Respectfully, I dissent.

The insurance policy’s physical contact requirement is in derogation of the coverage mandated by KRS 304.20-020. The statute mandates coverage

... for the protection of persons insured thereunder who are legally entitled to recover damages from owners or operators of uninsured motor vehicles because of bodily injury, sickness or disease, including *637death, resulting therefrom. KRS 304.20-020(1).

The coverage defined in and required by subsection (1) provides for no exceptions, and requires no physical contact from the offending vehicle. It requires only that the claimant is “legally entitled to recover damages.”

The statute then specifies in subsection (2) three instances (and only three) wherein “uninsured motor vehicle” may be “deemed to include an insured motor vehicle” for purposes of the statute, “subject to the terms and conditions of such coverage.” These instances are: (1) where the insurer of the offending vehicle is insolvent, (2) where the offending vehicle has coverage “less than the limits described in KRS 304.89-110,” and (3) where the insurer of the offending vehicle has “denied” coverage. KRS 304.20-020(2).

The phrase “subject to the terms and conditions of such coverage” in subsection (2) explains that coverage may be limited in the three specified instances by doing so in the “terms and conditions of such coverage;” i.e., the policy must so state. Nothing in subsection (2) permits the insurance company to add “physical contact” as part of the terms and conditions of coverage. Jett v. Doe, Ky., 551 S.W.2d 221 (1977) and its progeny are plainly mistaken in construing the words “subject to the terms and conditions of such coverage” in subsection (2) of the statute as giving insurers carte blanche to impose exclusions to coverage as they deem reasonable, in derogation of the statutory coverage mandated in subsection (1).
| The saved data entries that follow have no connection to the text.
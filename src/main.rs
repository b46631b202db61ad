use arboard::Clipboard;
use gridchase::{Config, GridGraph, Navigator, WorldPoint};
use log::{error, info, warn};
use macroquad::prelude::*;
use std::sync::OnceLock;

const PANEL_HEIGHT: f32 = 90.0;

static CONFIG: OnceLock<Config> = OnceLock::new();

/// Logger first, so configuration fallbacks get reported
fn config() -> &'static Config {
    CONFIG.get_or_init(|| {
        env_logger::Builder::from_env(env_logger::Env::default().default_filter_or("info"))
            .init();
        Config::load()
    })
}

/// What a click on the grid does
#[derive(Debug, Clone, Copy, PartialEq, Eq)]
enum InputMode {
    PlaceObstacle,
    ClearObstacle,
    SetStart,
    SetGoal,
}

impl InputMode {
    fn label(self) -> &'static str {
        match self {
            InputMode::PlaceObstacle => "place obstacle",
            InputMode::ClearObstacle => "clear obstacle",
            InputMode::SetStart => "set start",
            InputMode::SetGoal => "set goal",
        }
    }
}

/// Which scenario is shown
#[derive(Debug, Clone, Copy, PartialEq, Eq)]
enum Scene {
    /// Static start/goal route
    Route,
    /// Agent chasing the cursor
    Chase,
}

struct DemoState {
    navigator: Navigator,
    mode: InputMode,
    scene: Scene,
    cell_size: f32,
    agent_radius: f32,
    background: Color,
}

impl DemoState {
    fn new(config: &Config, navigator: Navigator) -> Self {
        DemoState {
            navigator,
            mode: InputMode::PlaceObstacle,
            scene: Scene::Chase,
            cell_size: config.grid.cell_size,
            agent_radius: config.agent.radius,
            background: Color::from_rgba(
                config.visual.background_r,
                config.visual.background_g,
                config.visual.background_b,
                255,
            ),
        }
    }

    fn set_mode(&mut self, mode: InputMode) {
        self.mode = mode;
        info!("{} mode", mode.label());
    }

    fn handle_keys(&mut self) {
        if is_key_pressed(KeyCode::O) {
            self.set_mode(InputMode::PlaceObstacle);
        }
        if is_key_pressed(KeyCode::C) {
            self.set_mode(InputMode::ClearObstacle);
        }
        if is_key_pressed(KeyCode::S) {
            self.set_mode(InputMode::SetStart);
        }
        if is_key_pressed(KeyCode::G) {
            self.set_mode(InputMode::SetGoal);
        }
        if is_key_pressed(KeyCode::Tab) {
            self.scene = match self.scene {
                Scene::Route => Scene::Chase,
                Scene::Chase => Scene::Route,
            };
        }
        if is_key_pressed(KeyCode::R) {
            if let Err(e) = self.navigator.reset() {
                error!("Reset failed: {}", e);
            }
        }
        if is_key_pressed(KeyCode::K) {
            self.copy_layout();
        }
        if is_key_pressed(KeyCode::V) {
            self.paste_layout();
        }
    }

    fn handle_mouse(&mut self) {
        let (mouse_x, mouse_y) = mouse_position();
        let grid_x = (mouse_x / self.cell_size).floor() as i32;
        let grid_y = (mouse_y / self.cell_size).floor() as i32;

        if self.scene == Scene::Chase {
            self.navigator.set_target(WorldPoint::new(mouse_x, mouse_y));
        }

        match self.mode {
            InputMode::PlaceObstacle if is_mouse_button_down(MouseButton::Left) => {
                self.navigator.toggle_walkable(grid_x, grid_y, false);
            }
            InputMode::ClearObstacle if is_mouse_button_down(MouseButton::Left) => {
                self.navigator.toggle_walkable(grid_x, grid_y, true);
            }
            InputMode::SetStart if is_mouse_button_pressed(MouseButton::Left) => {
                self.navigator.set_start(grid_x, grid_y);
                self.mode = InputMode::PlaceObstacle;
            }
            InputMode::SetGoal if is_mouse_button_pressed(MouseButton::Left) => {
                self.navigator.set_goal(grid_x, grid_y);
                self.mode = InputMode::PlaceObstacle;
            }
            _ => {}
        }
    }

    fn copy_layout(&self) {
        let layout = self.navigator.graph().to_layout();
        match Clipboard::new() {
            Ok(mut clipboard) => {
                if let Err(e) = clipboard.set_text(layout) {
                    warn!("Failed to copy to clipboard: {}", e);
                } else {
                    info!("Grid layout copied to clipboard");
                    // Keep clipboard alive for a moment so clipboard managers can capture it
                    std::thread::sleep(std::time::Duration::from_millis(100));
                }
            }
            Err(e) => warn!("Failed to access clipboard: {}", e),
        }
    }

    fn paste_layout(&mut self) {
        let text = match Clipboard::new().and_then(|mut clipboard| clipboard.get_text()) {
            Ok(text) => text,
            Err(e) => {
                warn!("Failed to read clipboard: {}", e);
                return;
            }
        };
        match GridGraph::from_layout(&text) {
            Ok(graph) => self.navigator.replace_graph(graph),
            Err(e) => warn!("Clipboard does not hold a grid layout: {}", e),
        }
    }

    fn draw(&self) {
        clear_background(self.background);

        let graph = self.navigator.graph();
        let size = self.cell_size;

        for cell in graph.cells() {
            let color = if graph.is_cell_walkable(cell) {
                Color::from_rgba(50, 50, 50, 255)
            } else {
                Color::from_rgba(200, 50, 50, 255)
            };
            draw_rectangle(
                cell.x() as f32 * size + 1.0,
                cell.y() as f32 * size + 1.0,
                size - 2.0,
                size - 2.0,
                color,
            );
        }

        match self.scene {
            Scene::Route => self.draw_route(),
            Scene::Chase => self.draw_chase(),
        }

        let mode_line = format!(
            "Mode: {} | Scene: {:?} | Revision: {}",
            self.mode.label(),
            self.scene,
            graph.revision()
        );
        let top = graph.height() as f32 * size;
        draw_text(&mode_line, 10.0, top + 24.0, 20.0, WHITE);
        draw_text(
            "O: place  C: clear  S: start  G: goal  R: reset  Tab: scene",
            10.0,
            top + 48.0,
            20.0,
            LIGHTGRAY,
        );
        draw_text("K: copy layout  V: paste layout  Esc: quit", 10.0, top + 72.0, 20.0, LIGHTGRAY);
    }

    fn draw_route(&self) {
        let size = self.cell_size;
        if let Some(path) = self.navigator.route() {
            for cell in path.cells() {
                draw_rectangle(
                    cell.x() as f32 * size + 8.0,
                    cell.y() as f32 * size + 8.0,
                    size - 16.0,
                    size - 16.0,
                    Color::from_rgba(50, 180, 50, 255),
                );
            }
        }

        let (sx, sy) = self.navigator.start();
        let (gx, gy) = self.navigator.goal();
        let start = WorldPoint::cell_center(sx, sy, size);
        let goal = WorldPoint::cell_center(gx, gy, size);
        draw_circle(start.x, start.y, size / 3.0, BLUE);
        draw_circle(goal.x, goal.y, size / 3.0, YELLOW);
    }

    fn draw_chase(&self) {
        let chaser = self.navigator.chaser();
        for pair in chaser.waypoints().windows(2) {
            draw_line(pair[0].x, pair[0].y, pair[1].x, pair[1].y, 2.0, SKYBLUE);
        }

        let agent = chaser.position();
        let target = chaser.target();
        draw_circle(agent.x, agent.y, self.agent_radius, BLUE);
        draw_circle(target.x, target.y, 8.0, GOLD);
    }
}

fn window_conf() -> Conf {
    let config = config();
    Conf {
        window_title: config.visual.window_title.clone(),
        window_width: (config.grid.cols as f32 * config.grid.cell_size) as i32,
        window_height: (config.grid.rows as f32 * config.grid.cell_size + PANEL_HEIGHT) as i32,
        ..Default::default()
    }
}

#[macroquad::main(window_conf)]
async fn main() {
    let config = config();
    let navigator = match Navigator::new(config) {
        Ok(navigator) => navigator,
        Err(e) => {
            error!("Cannot build grid: {}", e);
            return;
        }
    };
    let mut state = DemoState::new(config, navigator);

    loop {
        state.handle_keys();
        state.handle_mouse();

        // Mutations from this frame's input are already applied
        if state.scene == Scene::Chase {
            state.navigator.advance(get_frame_time());
        }

        if is_key_pressed(KeyCode::Escape) {
            break;
        }

        state.draw();

        next_frame().await
    }
}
The uninsured motorist law provides statutory coverage for the liability of an offending uninsured motorist, permitting the insurance company to include in the policy three specified exceptions. Physical contact is not one of those exceptions. If the driver of the offending truck had been identified and proved at fault, he would be liable. If he had liability insurance, his carrier would be required to cover the loss. If the offending motorist is identified but uninsured, he is personally liable. Thus the real issue here is not physical contact; it is whether an unidentified motorist should be classified as an uninsured motorist. The statute should be construed as including an unidentified motorist within the concept of an uninsured motorist because, when the offending motorist is unidentified, no recovery can be obtained from an insurance company providing coverage to the offending motorist.

In any event, in this case the policy expressly provides that “UNINSURED MOTOR VEHICLE” includes “A ‘hit-and-run’ land motor vehicle whose owner or driver remains unknown.” Of course, the policy also expressly requires physical contact, but this conflicts with the statute. Without question, under this policy coverage is provided if we would only adhere to the provisions of the Uninsured Motorist statute as written instead of permitting additional exceptions. We have stripped away the plain meaning of the statute.

Physical contact between the vehicle driven by the offending motorist and the claimant’s vehicle, per se, has nothing to do with this statute, and nothing to do with this problem.